12th Governor of New Jersey
- In office November 3, 1836 – October 27, 1837
- Preceded by: Peter Dumont Vroom
- Succeeded by: William Pennington

Member of the U.S. House of Representatives from New Jersey's at-large district
- In office March 4, 1833 – November 3, 1836
- Preceded by: Silas Condit
- Succeeded by: William Chetwood
- In office March 4, 1839 – March 3, 1841
- Preceded by: John Bancker Aycrigg
- Succeeded by: John Bancker Aycrigg

Personal details
- Born: Philemon Dickerson January 11, 1788 Succasunna, New Jersey, U.S.
- Died: December 10, 1862 (aged 74) Paterson, New Jersey, U.S.
- Resting place: Cedar Lawn Cemetery, Paterson
- Party: Democratic
- Relatives: Mahlon Dickerson (brother)
- Education: University of Pennsylvania (A.B.)
- Profession: Attorney

= Philemon Dickerson =

American judge (1788–1862)

Philemon Dickerson (January 11, 1788 – December 10, 1862) was a United States representative from New Jersey, the 12th governor of New Jersey and judge of the United States District Court for the District of New Jersey.

==Education and career==
Born on January 11, 1788, in Succasunna, New Jersey, Dickerson pursued classical studies, received an Artium Baccalaureus degree in 1808 from the University of Pennsylvania and read law in 1813. He was admitted to the bar and entered private practice in Philadelphia, Pennsylvania, from 1813 to 1816. He continued private practice in Paterson, New Jersey from 1816 to 1821, and from 1822 to 1833, having been admitted as a counselor in 1817. He was a member of the New Jersey General Assembly from Essex County, from 1821 to 1822.

==Congressional and gubernatorial service==
Dickerson was elected as a Jacksonian Democrat from New Jersey's at-large congressional district to the United States House of Representatives of the 23rd and 24th United States Congresses and served from March 4, 1833, until November 3, 1836, when he resigned, having been chosen as the 12th Governor of New Jersey by the New Jersey Legislature. He served as Governor and ex officio Chancellor from November 3, 1836, to October 27, 1837. He was appointed sergeant at law in 1834, being the last person in New Jersey to hold that title.
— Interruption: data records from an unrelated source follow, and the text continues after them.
// Copyright 2025 Google LLC
//
// Licensed under the Apache License, Version 2.0 (the "License");
// you may not use this file except in compliance with the License.
// You may obtain a copy of the License at
//
//     https://www.apache.org/licenses/LICENSE-2.0
//
// Unless required by applicable law or agreed to in writing, software
// distributed under the License is distributed on an "AS IS" BASIS,
// WITHOUT WARRANTIES OR CONDITIONS OF ANY KIND, either express or implied.
// See the License for the specific language governing permissions and
// limitations under the License.

//! Waits for Block Storage resources to reach a lifecycle state.
//!
//! Most Block Storage mutations are asynchronous: the service accepts the
//! request, returns the resource in a transitional state (`PROVISIONING`,
//! `TERMINATING`, etc.), and completes the work in the background. This crate
//! implements the polling loop used to wait until the resource reaches a
//! desired state, and the composite operations combining a mutating request
//! with such a wait.
//!
//! Applications rarely use this crate directly. The client library exposes
//! the composite operations for each resource type.
//!
//! # Example
//! ```
//! # use blockstorage_waiter::*;
//! # use gax::response::Response;
//! #[derive(Clone, Debug)]
//! struct Disk(&'static str);
//! impl LifecycleResource for Disk {
//!     const KNOWN_LIFECYCLE_STATES: &'static [&'static str] = &["PROVISIONING", "AVAILABLE"];
//!     fn resource_id(&self) -> Option<&str> { Some("disk-1") }
//!     fn lifecycle_state(&self) -> Option<&str> { Some(self.0) }
//! }
//! # tokio_test::block_on(async {
//! let query = |_id: String| async { Ok(Response::from(Disk("AVAILABLE"))) };
//! let poller = new_state_poller(
//!     "disk-1", query, WaitTarget::new(["AVAILABLE"]), &WaiterOptions::default())?;
//! match poller.until_done().await? {
//!     WaitOutcome::Reached(r) => println!("disk is {}", r.body().0),
//!     WaitOutcome::NotFound => println!("disk is gone"),
//! }
//! # gax::Result::<()>::Ok(()) });
//! ```

use gax::response::Response;
use std::future::Future;

pub use gax::Result;

pub mod composite;
mod lifecycle;
pub mod options;
pub mod poller;
pub mod predicate;

pub use lifecycle::{LifecycleResource, WaitTarget, WaitTargetError};
pub use options::WaiterOptions;
pub use poller::{StatePoller, WaitTimeout};

/// The result of polling a resource once.
#[derive(Debug)]
pub enum PollingResult<T> {
    /// The resource has not reached the desired state and the wait has not
    /// expired. This includes the snapshot of the resource.
    InProgress(Response<T>),
    /// The wait completed. This includes the outcome.
    ///
    /// Errors here are terminal: the query failed, or the wait exceeded its
    /// deadline.
    Completed(Result<WaitOutcome<T>>),
}

/// How a successful wait ended.
#[derive(Debug)]
pub enum WaitOutcome<T> {
    /// The resource reached one of the target states. This is the snapshot
    /// that matched.
    Reached(Response<T>),
    /// The resource was not found, and the wait was configured to treat that
    /// as success.
    NotFound,
}

mod sealed {
    pub trait Poller {}
}

/// The trait implemented by resource state pollers.
///
/// Applications may poll step by step with [poll][Poller::poll], or wait for
/// the final outcome with [until_done][Poller::until_done].
pub trait Poller<T>: sealed::Poller {
    /// Queries the resource once.
    ///
    /// Returns `None` once the wait has completed.
    fn poll(&mut self) -> impl Future<Output = Option<PollingResult<T>>>;

    /// Polls the resource until the wait completes.
    ///
    /// Sleeps between polls, following the backoff configured in
    /// [WaiterOptions].
    fn until_done(self) -> impl Future<Output = Result<WaitOutcome<T>>>;

    /// Converts the poller into a [futures::Stream] of polling results.
    ///
    /// The stream sleeps between polls and ends after the wait completes.
    #[cfg(feature = "unstable-stream")]
    fn into_stream(self) -> impl futures::Stream<Item = PollingResult<T>> + Unpin;
}

/// Creates a poller waiting for a resource to reach one of the `target`
/// states.
///
/// A "not found" error completes the wait with an error. Use
/// [StatePoller::with_succeed_on_not_found] to wait for deleted resources.
///
/// # Parameters
/// * `resource_id` - the id of the resource.
/// * `query` - fetches the resource by id.
/// * `target` - the lifecycle states that complete the wait.
/// * `options` - how long and how often to poll.
pub fn new_state_poller<T, Q, QF, I>(
    resource_id: I,
    query: Q,
    target: WaitTarget,
    options: &WaiterOptions,
) -> Result<StatePoller<T, predicate::LifecycleStatePredicate, Q>>
where
    T: LifecycleResource + Clone,
    Q: Fn(String) -> QF,
    QF: Future<Output = Result<Response<T>>>,
    I: Into<String>,
{
    target.validate()?;
    let predicate = predicate::LifecycleStatePredicate::new(target);
    StatePoller::new(resource_id, query, predicate, options)
}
He resumed private practice in Paterson from 1837 to 1839. He was elected as a Democrat to the 26th United States Congress, serving from March 4, 1839, to March 3, 1841. He was an unsuccessful candidate for reelection to the 27th United States Congress.

==Federal judicial service==
Dickerson was nominated by President Martin Van Buren on February 22, 1841, to a seat on the United States District Court for the District of New Jersey vacated by his brother, Judge Mahlon Dickerson. He was confirmed by the United States Senate on February 27, 1841, and received his commission on March 2, 1841.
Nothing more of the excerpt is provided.